Zuhause habe ich dann die DAW angeschmissen und versucht meine Vorstellung umzusetzen. Wichtig war dabei, dieses Gefühl des "unter meinen Füßen" zu erzeugen, wie ich es vor Ort erlebt hatte. Es hat leider nicht funktioniert. Also nicht nicht, aber nicht so richtig.
Nun, ich nehme Geräusche anders wahr als viele Andere. Doch soooo besonders ist das auch nicht. Als Skriptende/r muss ich nicht verstehen, wie man so etwas tontechnisch umsetzen kann, aber wenn ich um so eine Möglichkeit weiß, dass sie machbar ist (mittlerweile habe ich verstanden, warum es nicht funktioniert hat), dann kann sie in einen Skript einfließen und schon kann so ein Skript eine andere Richtung nehmen, etwas "Unerhörtes" bieten, eine neue Variante verwenden, um einen Teil der Geschichte noch intensiver erlebbar zu machen, als es mit Stereo möglich ist.
Wenn ich mich in die Socken eines Skripters stellte, dann würde mich das "Entdecken der Möglichkeiten" inspirieren, ja mich beflügeln.
Zum Teil sind wir "Tonis", es aber auch ein bißchen selber Schuld. Es interessiert die Schreibenden ziemlich herzlich wenig, was wir da an Zaubertricks anwenden. Wichtig ist viel mehr, dass die Schreibenden verstehen und sich an diese Möglichkeiten erinnern, wenn sie eine neue Geschichte schreiben.

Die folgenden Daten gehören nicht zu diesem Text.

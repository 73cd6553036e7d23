//! Shared types for the price aggregator.
//!
//! These types form the data model passed between the price sources,
//! the aggregator and the terminal front end. Every monetary value is a
//! `Decimal` rounded to cents at the point it enters a summary.

use rust_decimal::{Decimal, RoundingStrategy};
use serde::Serialize;
use std::fmt;

/// Currency reported at the aggregate level.
pub const AGGREGATE_CURRENCY: &str = "USD";

pub const DEFAULT_LANGUAGE: &str = "English";
pub const DEFAULT_CONDITION: &str = "Near Mint";

/// Round a monetary value to 2 decimal places (banker's rounding).
pub fn round_price(value: Decimal) -> Decimal {
    value.round_dp_with_strategy(2, RoundingStrategy::MidpointNearestEven)
}

/// Arithmetic mean of a set of prices, `None` when empty.
///
/// Amounts whose sum would overflow `Decimal` are scaled down before
/// adding; `None` only if even that overflows.
pub fn mean(prices: &[Decimal]) -> Option<Decimal> {
    if prices.is_empty() {
        return None;
    }
    let count = Decimal::from(prices.len());
    match prices.iter().try_fold(Decimal::ZERO, |acc, p| acc.checked_add(*p)) {
        Some(total) => total.checked_div(count),
        None => prices
            .iter()
            .try_fold(Decimal::ZERO, |acc, p| acc.checked_add(p.checked_div(count)?)),
    }
}

// ---------------------------------------------------------------------------
// Query
// ---------------------------------------------------------------------------

/// A single card lookup.
///
/// `language` and `condition` are free-form display strings; each price
/// source maps `condition` onto its own vocabulary.
#[derive(Debug, Clone, PartialEq, Eq, Serialize)]
pub struct PriceQuery {
    card_name: String,
    language: String,
    condition: String,
}

impl PriceQuery {
    /// Build a query from raw user input.
    ///
    /// Inputs are trimmed; a blank language or condition falls back to the
    /// defaults. A blank card name is rejected.
    pub fn new(
        card_name: &str,
        language: Option<&str>,
        condition: Option<&str>,
    ) -> Result<Self, PricerError> {
        let card_name = card_name.trim();
        if card_name.is_empty() {
            return Err(PricerError::InvalidQuery(
                "Please enter a card name".to_string(),
            ));
        }

        let or_default = |value: Option<&str>, default: &str| -> String {
            value
                .map(str::trim)
                .filter(|v| !v.is_empty())
                .unwrap_or(default)
                .to_string()
        };

        Ok(Self {
            card_name: card_name.to_string(),
            language: or_default(language, DEFAULT_LANGUAGE),
            condition: or_default(condition, DEFAULT_CONDITION),
        })
    }

    pub fn card_name(&self) -> &str {
        &self.card_name
    }

    pub fn language(&self) -> &str {
        &self.language
    }

    pub fn condition(&self) -> &str {
        &self.condition
    }
}

impl fmt::Display for PriceQuery {
    fn fmt(&self, f: &mut fmt::Formatter<'_>) -> fmt::Result {
        write!(
            f,
            "{} (Language: {} | Condition: {})",
            self.card_name, self.language, self.condition
        )
    }
}

// ---------------------------------------------------------------------------
// Source-level results
// ---------------------------------------------------------------------------

/// One priced observation reported by a source (e.g. a sold listing).
#[derive(Debug, Clone, PartialEq, Serialize)]
pub struct RawObservation {
    pub title: String,
    pub price: Decimal,
    pub currency: String,
}

/// Labeled price figures scraped from a retail page.
#[derive(Debug, Clone, Default, PartialEq, Serialize)]
pub struct PriceFields {
    #[serde(skip_serializing_if = "Option::is_none")]
    pub market_price: Option<Decimal>,
    #[serde(skip_serializing_if = "Option::is_none")]
    pub low_price: Option<Decimal>,
    #[serde(skip_serializing_if = "Option::is_none")]
    pub mid_price: Option<Decimal>,
    #[serde(skip_serializing_if = "Option::is_none")]
    pub high_price: Option<Decimal>,
}

impl PriceFields {
    pub fn is_empty(&self) -> bool {
        self.present().is_empty()
    }

    /// The fields that were found, in low/mid/high/market order.
    pub fn present(&self) -> Vec<Decimal> {
        [self.low_price, self.mid_price, self.high_price, self.market_price]
            .into_iter()
            .flatten()
            .collect()
    }

    /// Representative price: the market price when known, otherwise the
    /// mean of whichever fields were found.
    pub fn representative(&self) -> Option<Decimal> {
        self.market_price.or_else(|| mean(&self.present()))
    }
}

/// Source-specific extras carried alongside a summary.
#[derive(Debug, Clone, PartialEq, Serialize)]
pub enum SourceDetails {
    #[serde(rename = "items")]
    Listings(Vec<RawObservation>),
    #[serde(rename = "details")]
    PriceFields(PriceFields),
}

/// Normalised result from one price source for one query.
#[derive(Debug, Clone, PartialEq, Serialize)]
pub struct SourceSummary {
    pub source: String,
    pub average_price: Decimal,
    pub currency: String,
    #[serde(skip_serializing_if = "Option::is_none")]
    pub sample_size: Option<usize>,
    #[serde(flatten)]
    pub details: Option<SourceDetails>,
}

/// What a price source produced for a query.
///
/// Every failure mode (no results, not configured, transport error,
/// timeout, unparseable body) collapses to `NotFound`.
#[derive(Debug, Clone, PartialEq)]
pub enum SourceOutcome {
    Found(SourceSummary),
    NotFound,
}

impl SourceOutcome {
    pub fn into_summary(self) -> Option<SourceSummary> {
        match self {
            SourceOutcome::Found(summary) => Some(summary),
            SourceOutcome::NotFound => None,
        }
    }

    pub fn is_found(&self) -> bool {
        matches!(self, SourceOutcome::Found(_))
    }
}

impl From<Option<SourceSummary>> for SourceOutcome {
    fn from(summary: Option<SourceSummary>) -> Self {
        summary.map_or(SourceOutcome::NotFound, SourceOutcome::Found)
    }
}

// ---------------------------------------------------------------------------
// Aggregate result
// ---------------------------------------------------------------------------

#[derive(Debug, Clone, Copy, PartialEq, Eq, Serialize)]
pub struct PriceRange {
    pub min: Decimal,
    pub max: Decimal,
}

/// Cross-source pricing for one query. Built once, never mutated.
#[derive(Debug, Clone, PartialEq, Serialize)]
pub struct AggregateResult {
    #[serde(flatten)]
    pub query: PriceQuery,
    /// In source configuration order.
    pub sources: Vec<SourceSummary>,
    pub average_price: Option<Decimal>,
    pub currency: String,
    pub price_range: Option<PriceRange>,
}

impl AggregateResult {
    /// No source produced a summary.
    pub fn is_empty(&self) -> bool {
        self.sources.is_empty()
    }
}

const RULE: &str = "------------------------------------------------------------";
const BANNER_RULE: &str = "============================================================";

impl fmt::Display for AggregateResult {
    fn fmt(&self, f: &mut fmt::Formatter<'_>) -> fmt::Result {
        writeln!(f, "{BANNER_RULE}")?;
        writeln!(f, "PRICING SUMMARY")?;
        writeln!(f, "{BANNER_RULE}")?;
        writeln!(f, "Card: {}", self.query.card_name())?;
        writeln!(f, "Language: {}", self.query.language())?;
        writeln!(f, "Condition: {}", self.query.condition())?;
        writeln!(f, "{BANNER_RULE}")?;

        if self.sources.is_empty() {
            writeln!(f, "No pricing data found from any source.")?;
            writeln!(f, "Please check:")?;
            writeln!(f, "  - Card name spelling")?;
            writeln!(f, "  - Internet connection")?;
            return write!(f, "  - API credentials (for eBay)");
        }

        writeln!(f, "SOURCE BREAKDOWN:")?;
        writeln!(f, "{RULE}")?;
        for source in &self.sources {
            writeln!(
                f,
                "{:20} ${:>8.2} {}",
                source.source, source.average_price, source.currency
            )?;
            if let Some(n) = source.sample_size {
                writeln!(f, "{:20} (Based on {n} sold items)", "")?;
            }
        }
        writeln!(f, "{RULE}")?;

        if let Some(avg) = self.average_price {
            writeln!(f, "{:20} ${:>8.2} {}", "OVERALL AVERAGE:", avg, self.currency)?;
        }
        if let Some(range) = self.price_range {
            writeln!(f, "{:20} ${:.2} - ${:.2}", "PRICE RANGE:", range.min, range.max)?;
        }
        write!(f, "{BANNER_RULE}")
    }
}

// ---------------------------------------------------------------------------
// Error types
// ---------------------------------------------------------------------------

/// Domain-specific error types for the pricer.
#[derive(Debug, thiserror::Error)]
pub enum PricerError {
    #[error("Invalid query: {0}")]
    InvalidQuery(String),

    #[error("Configuration error: {0}")]
    Config(String),
}

// ---------------------------------------------------------------------------
// Tests
// ---------------------------------------------------------------------------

Aber das ist alles keine Einbahnstraße. Warum nicht auch mal "Challenge your Tonis"? - Lasst Eurer Phantasie freien Lauf und wenn es zu einer Stelle kommt, wo ihr denkt, dass hier ein Effekt (oder auch ein anderer) wie oben beschrieben Eurer Geschichte einen neuen Drive geben könnte, dann stellt Eure Idee doch mal zur Diskussion. Unter Umständen ist es für einen "Toni" gar nicht sooooo kompliziert oder sie/er hat schon etwas in der virtuellen Schublade oder ihr entwickelt die Idee gemeinsam weiter und sie wird noch besser.
Mir würde es gefallen, wenn wir uns bei der Software-Entwicklung etwas abschauen würden. Sie nennen es dort "agile".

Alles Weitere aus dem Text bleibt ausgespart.